Canadian folk group Timber Timbre feel a lot like Bon Iver’s creepy uncle – in the best way possible. While Justin Vernon and co may create music for the insides of a wooded cabin built on tales of lost loves, Timber Timbre’s Taylor Kirk, Simon Trottier, Mathieu Charbonneau and Olivier Fairfield create music for the insides of that cabin’s attic. The bluesy project saw great success with their 2011 album ‘Creep On Creepin’ On’ and now they’re back with yet another excellent album, ‘Hot Dreams’.

Sickly echoing notes introduce the record and these two adjectives feature prominently on the entirety of ‘Hot Dreams’. Taylor Kirk’s smoky voice bellowing “outran the avalanche” gives a sense of impending doom in the album that’s to follow. The tone created by the slow percussion on the aptly-titled Beat the Drums Slowly is staggering. They’re not hit particularly hard, but they do bring immense weight in the idea that something big is to happen, and it does.

Hot Dreams is exactly that – fervently dreamy. The title track opens with the lyrics “I wanna dance with a black woman.” Slow, twanging guitar plucks as these sorts of desperate inner desires are announced out loud and as naked as they can be. It perfectly paints the picture of a dark, neon-lit nightclub with suspended eyes staring at you from across the room on a person’s body you can’t quite make out. The seductive saxophone outro sounds like a successful victory lap for Kirk and the woman he was trying to swoon.

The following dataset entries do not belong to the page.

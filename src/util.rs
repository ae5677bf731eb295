// Copyright (C) 2026 The malletbot authors
//
// This program is free software: you can redistribute it and/or modify it under
// the terms of the GNU General Public License as published by the Free Software
// Foundation, version 3.
//
// This program is distributed in the hope that it will be useful, but WITHOUT
// ANY WARRANTY; without even the implied warranty of MERCHANTABILITY or FITNESS
// FOR A PARTICULAR PURPOSE. See the GNU General Public License for more details.
//
// You should have received a copy of the GNU General Public License along with
// this program. If not, see <https://www.gnu.org/licenses/>.
//
use std::time::Duration;

/// Outputs the given duration in a minutes:seconds format.
pub fn duration_minutes_seconds(duration: Duration) -> String {
    format!("{}:{:02}", duration.as_secs() / 60, duration.as_secs() % 60)
}

#[cfg(test)]
mod test {
    use std::time::Duration;

    use crate::util::duration_minutes_seconds;

    #[test]
    fn test_duration_minutes_seconds() {
        assert_eq!("0:00", duration_minutes_seconds(Duration::new(0, 0)));
        assert_eq!("0:45", duration_minutes_seconds(Duration::new(45, 0)));
        assert_eq!("1:00", duration_minutes_seconds(Duration::new(60, 0)));
        assert_eq!("3:07", duration_minutes_seconds(Duration::new(187, 0)));
    }
}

The instrumental Resurrection Drive Part II plays like the soundtrack to a spaghetti western about two vampires on the run. It’s the shortest and sweetest track on ‘Hot Dreams’ and marks the divide between both sides masterfully. The album’s haunting closer The Three Sisters features heavy piano and hellish bells all the while a cacophonous collage of strange and disconcerting noises loom and pan in the background.

The line “baby, you turned me on/then you turned on me” found on The Low Commotion captures Timber Timbre’s ‘Hot Dreams’ perfectly. Each track here oozes with a salivating sultriness of personality, but by the time you finish each track, they feel poisonous; almost like they seduced you, took your car keys and ran with them. And yet, you don’t really care because you’re weirdly honoured enough that you were even chosen to be wooed by them in the first place.